(Saved data entries)
#####

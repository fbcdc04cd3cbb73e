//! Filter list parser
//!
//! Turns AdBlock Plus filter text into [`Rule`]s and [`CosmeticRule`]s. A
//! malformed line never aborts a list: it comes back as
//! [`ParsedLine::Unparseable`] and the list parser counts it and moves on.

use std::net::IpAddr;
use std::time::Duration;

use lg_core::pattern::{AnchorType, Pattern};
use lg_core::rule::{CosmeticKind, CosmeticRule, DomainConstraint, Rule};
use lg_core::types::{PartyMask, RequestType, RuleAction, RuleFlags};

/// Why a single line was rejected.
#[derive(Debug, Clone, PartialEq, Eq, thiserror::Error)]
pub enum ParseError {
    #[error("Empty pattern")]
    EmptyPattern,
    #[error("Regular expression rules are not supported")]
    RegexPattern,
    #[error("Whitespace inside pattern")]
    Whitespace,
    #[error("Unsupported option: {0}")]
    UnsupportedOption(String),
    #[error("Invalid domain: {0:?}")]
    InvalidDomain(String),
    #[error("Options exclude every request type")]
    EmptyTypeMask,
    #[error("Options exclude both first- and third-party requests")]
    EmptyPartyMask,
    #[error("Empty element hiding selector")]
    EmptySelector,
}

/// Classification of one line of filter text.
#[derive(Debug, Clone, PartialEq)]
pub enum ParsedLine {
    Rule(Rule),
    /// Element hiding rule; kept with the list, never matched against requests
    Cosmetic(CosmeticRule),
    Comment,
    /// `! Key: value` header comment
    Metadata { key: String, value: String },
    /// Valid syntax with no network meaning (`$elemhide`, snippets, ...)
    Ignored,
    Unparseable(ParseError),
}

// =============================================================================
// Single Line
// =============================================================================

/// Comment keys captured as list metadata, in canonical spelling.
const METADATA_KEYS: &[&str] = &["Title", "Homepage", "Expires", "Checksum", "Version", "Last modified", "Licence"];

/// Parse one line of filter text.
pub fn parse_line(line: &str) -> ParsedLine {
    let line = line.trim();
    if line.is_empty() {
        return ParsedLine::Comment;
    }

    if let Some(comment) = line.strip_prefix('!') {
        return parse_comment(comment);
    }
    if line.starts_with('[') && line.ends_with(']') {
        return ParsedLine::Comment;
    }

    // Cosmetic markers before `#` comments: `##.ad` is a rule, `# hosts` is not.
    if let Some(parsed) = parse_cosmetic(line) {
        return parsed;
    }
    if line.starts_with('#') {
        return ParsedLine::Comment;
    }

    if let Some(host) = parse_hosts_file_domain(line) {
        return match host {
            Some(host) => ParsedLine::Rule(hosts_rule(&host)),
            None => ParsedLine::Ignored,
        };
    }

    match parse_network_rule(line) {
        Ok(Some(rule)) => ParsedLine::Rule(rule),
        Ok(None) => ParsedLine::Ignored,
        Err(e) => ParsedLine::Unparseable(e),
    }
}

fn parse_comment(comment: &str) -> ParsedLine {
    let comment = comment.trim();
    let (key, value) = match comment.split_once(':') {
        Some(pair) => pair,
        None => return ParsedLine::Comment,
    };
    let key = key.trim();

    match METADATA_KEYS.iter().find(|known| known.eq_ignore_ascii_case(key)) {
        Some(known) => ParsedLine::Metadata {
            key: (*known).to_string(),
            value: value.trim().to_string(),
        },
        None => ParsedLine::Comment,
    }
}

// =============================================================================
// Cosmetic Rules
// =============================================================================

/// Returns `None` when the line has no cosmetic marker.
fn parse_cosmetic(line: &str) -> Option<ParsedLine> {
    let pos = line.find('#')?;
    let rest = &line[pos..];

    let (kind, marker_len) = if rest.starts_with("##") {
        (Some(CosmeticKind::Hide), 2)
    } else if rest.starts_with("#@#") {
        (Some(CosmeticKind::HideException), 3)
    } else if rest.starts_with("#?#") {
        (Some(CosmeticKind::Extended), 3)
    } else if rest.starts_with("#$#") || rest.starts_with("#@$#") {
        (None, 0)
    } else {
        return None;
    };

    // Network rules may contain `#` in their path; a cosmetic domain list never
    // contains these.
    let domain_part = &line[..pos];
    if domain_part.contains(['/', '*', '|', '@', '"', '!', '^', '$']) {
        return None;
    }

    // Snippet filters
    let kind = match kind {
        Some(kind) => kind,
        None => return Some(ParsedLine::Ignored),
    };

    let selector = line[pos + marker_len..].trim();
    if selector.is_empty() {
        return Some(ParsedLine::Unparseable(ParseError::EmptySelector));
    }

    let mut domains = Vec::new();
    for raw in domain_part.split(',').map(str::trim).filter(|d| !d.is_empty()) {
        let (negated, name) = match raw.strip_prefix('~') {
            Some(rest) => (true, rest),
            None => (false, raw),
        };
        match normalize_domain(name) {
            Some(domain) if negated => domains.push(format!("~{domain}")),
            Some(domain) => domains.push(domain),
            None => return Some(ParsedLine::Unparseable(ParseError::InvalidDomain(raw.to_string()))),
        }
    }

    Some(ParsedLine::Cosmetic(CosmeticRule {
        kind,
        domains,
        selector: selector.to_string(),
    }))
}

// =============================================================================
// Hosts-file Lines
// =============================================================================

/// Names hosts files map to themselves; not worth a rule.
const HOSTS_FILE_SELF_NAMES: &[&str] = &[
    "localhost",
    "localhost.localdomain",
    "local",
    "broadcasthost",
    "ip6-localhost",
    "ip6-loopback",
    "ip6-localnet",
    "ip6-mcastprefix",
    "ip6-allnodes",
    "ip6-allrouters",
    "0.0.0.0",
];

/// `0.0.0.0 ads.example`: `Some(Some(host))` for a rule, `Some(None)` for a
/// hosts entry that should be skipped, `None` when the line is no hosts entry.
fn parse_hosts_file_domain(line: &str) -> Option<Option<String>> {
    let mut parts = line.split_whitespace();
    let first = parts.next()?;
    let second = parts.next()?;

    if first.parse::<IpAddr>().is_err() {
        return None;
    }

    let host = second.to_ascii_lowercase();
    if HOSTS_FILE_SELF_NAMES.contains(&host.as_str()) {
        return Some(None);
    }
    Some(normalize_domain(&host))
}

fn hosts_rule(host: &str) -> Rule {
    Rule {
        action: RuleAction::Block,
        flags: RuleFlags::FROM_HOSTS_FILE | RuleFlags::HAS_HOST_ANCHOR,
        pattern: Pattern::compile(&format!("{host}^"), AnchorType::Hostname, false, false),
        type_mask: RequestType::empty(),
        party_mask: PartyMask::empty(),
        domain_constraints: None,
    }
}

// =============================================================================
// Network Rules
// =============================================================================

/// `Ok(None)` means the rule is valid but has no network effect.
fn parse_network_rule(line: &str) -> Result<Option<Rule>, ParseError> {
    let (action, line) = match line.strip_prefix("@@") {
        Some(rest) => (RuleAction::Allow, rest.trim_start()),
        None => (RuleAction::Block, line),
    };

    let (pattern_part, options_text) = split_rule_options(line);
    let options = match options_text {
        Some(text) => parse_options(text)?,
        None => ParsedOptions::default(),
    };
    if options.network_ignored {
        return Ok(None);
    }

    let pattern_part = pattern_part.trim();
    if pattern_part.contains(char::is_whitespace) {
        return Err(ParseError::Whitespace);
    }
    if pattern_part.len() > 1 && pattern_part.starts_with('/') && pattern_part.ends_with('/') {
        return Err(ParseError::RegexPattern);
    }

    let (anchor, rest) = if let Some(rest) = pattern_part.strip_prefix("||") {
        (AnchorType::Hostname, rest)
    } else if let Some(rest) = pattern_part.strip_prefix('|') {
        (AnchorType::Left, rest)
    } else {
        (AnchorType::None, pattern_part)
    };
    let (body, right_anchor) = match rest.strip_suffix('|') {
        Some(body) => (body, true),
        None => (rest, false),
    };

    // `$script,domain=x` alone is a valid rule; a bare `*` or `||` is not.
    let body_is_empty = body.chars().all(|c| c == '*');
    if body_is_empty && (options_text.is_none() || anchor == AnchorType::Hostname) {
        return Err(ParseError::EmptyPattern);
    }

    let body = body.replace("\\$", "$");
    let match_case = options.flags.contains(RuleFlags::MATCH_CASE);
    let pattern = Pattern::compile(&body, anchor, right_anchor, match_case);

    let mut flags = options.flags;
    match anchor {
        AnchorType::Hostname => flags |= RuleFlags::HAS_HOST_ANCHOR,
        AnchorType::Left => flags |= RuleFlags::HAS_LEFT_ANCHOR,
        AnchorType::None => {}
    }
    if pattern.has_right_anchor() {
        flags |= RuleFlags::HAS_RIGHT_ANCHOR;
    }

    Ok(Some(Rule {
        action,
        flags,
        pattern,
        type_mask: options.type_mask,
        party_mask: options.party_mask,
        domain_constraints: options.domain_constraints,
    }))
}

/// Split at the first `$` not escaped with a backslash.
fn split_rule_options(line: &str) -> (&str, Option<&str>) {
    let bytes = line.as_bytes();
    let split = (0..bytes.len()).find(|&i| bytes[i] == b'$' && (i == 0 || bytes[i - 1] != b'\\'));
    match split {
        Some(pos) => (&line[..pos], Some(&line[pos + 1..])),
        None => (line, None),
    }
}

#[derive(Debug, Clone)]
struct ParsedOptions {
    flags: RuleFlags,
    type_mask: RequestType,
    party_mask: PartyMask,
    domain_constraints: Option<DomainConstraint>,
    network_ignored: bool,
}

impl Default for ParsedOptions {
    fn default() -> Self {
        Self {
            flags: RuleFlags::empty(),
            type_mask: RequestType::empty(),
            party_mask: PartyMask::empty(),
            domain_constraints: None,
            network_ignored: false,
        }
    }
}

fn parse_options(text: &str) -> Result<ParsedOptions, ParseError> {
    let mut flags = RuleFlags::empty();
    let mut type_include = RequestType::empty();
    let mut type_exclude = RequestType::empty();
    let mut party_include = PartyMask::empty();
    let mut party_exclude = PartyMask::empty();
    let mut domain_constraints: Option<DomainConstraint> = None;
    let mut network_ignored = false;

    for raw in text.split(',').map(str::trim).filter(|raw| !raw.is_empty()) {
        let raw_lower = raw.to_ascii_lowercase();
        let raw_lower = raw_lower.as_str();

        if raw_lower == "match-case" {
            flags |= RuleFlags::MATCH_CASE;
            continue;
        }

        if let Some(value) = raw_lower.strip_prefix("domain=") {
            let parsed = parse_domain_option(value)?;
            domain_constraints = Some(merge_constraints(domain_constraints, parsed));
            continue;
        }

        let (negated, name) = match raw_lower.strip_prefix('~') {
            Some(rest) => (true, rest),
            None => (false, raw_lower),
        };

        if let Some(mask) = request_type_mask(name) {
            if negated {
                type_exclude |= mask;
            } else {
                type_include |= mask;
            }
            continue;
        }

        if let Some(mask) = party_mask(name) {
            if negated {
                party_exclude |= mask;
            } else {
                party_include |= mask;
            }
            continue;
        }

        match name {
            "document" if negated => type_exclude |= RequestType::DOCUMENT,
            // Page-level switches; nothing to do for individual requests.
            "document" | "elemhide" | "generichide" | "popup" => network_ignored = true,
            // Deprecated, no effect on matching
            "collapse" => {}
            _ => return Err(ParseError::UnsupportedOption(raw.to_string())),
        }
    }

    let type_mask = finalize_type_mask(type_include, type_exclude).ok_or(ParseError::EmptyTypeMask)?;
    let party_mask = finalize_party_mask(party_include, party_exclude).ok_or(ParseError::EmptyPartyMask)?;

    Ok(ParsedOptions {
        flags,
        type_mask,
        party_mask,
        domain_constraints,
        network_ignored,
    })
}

#####

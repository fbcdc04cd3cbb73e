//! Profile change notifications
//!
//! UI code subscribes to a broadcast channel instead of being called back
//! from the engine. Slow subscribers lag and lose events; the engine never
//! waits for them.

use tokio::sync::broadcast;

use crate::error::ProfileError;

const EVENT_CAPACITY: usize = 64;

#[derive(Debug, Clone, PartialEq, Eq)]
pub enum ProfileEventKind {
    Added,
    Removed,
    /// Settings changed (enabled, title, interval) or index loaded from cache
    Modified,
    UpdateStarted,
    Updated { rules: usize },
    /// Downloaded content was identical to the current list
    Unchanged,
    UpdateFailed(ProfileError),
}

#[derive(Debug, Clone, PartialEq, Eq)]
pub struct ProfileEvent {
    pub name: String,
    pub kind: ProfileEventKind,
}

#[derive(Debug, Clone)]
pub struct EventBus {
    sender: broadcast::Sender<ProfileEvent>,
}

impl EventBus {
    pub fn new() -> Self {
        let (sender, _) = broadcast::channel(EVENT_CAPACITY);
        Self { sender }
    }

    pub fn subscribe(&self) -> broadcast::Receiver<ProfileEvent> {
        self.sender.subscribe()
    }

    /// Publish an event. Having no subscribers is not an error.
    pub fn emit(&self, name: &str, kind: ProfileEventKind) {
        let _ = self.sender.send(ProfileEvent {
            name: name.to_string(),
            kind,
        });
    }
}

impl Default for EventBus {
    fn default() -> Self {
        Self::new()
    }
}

#####

EXERCISE DESCRIPTION = Above are records; repeat only the lines starting at the line with "return Some(ParsedLine::Unparseable(ParseError::EmptySelector));" and ending at the line with "let first = parts.next()?;", exactly as they appear, both included.

TASK ANSWER =
        return Some(ParsedLine::Unparseable(ParseError::EmptySelector));
    }

    let mut domains = Vec::new();
    for raw in domain_part.split(',').map(str::trim).filter(|d| !d.is_empty()) {
        let (negated, name) = match raw.strip_prefix('~') {
            Some(rest) => (true, rest),
            None => (false, raw),
        };
        match normalize_domain(name) {
            Some(domain) if negated => domains.push(format!("~{domain}")),
            Some(domain) => domains.push(domain),
            None => return Some(ParsedLine::Unparseable(ParseError::InvalidDomain(raw.to_string()))),
        }
    }

    Some(ParsedLine::Cosmetic(CosmeticRule {
        kind,
        domains,
        selector: selector.to_string(),
    }))
}

// =============================================================================
// Hosts-file Lines
// =============================================================================

/// Names hosts files map to themselves; not worth a rule.
const HOSTS_FILE_SELF_NAMES: &[&str] = &[
    "localhost",
    "localhost.localdomain",
    "local",
    "broadcasthost",
    "ip6-localhost",
    "ip6-loopback",
    "ip6-localnet",
    "ip6-mcastprefix",
    "ip6-allnodes",
    "ip6-allrouters",
    "0.0.0.0",
];

/// `0.0.0.0 ads.example`: `Some(Some(host))` for a rule, `Some(None)` for a
/// hosts entry that should be skipped, `None` when the line is no hosts entry.
fn parse_hosts_file_domain(line: &str) -> Option<Option<String>> {
    let mut parts = line.split_whitespace();
    let first = parts.next()?;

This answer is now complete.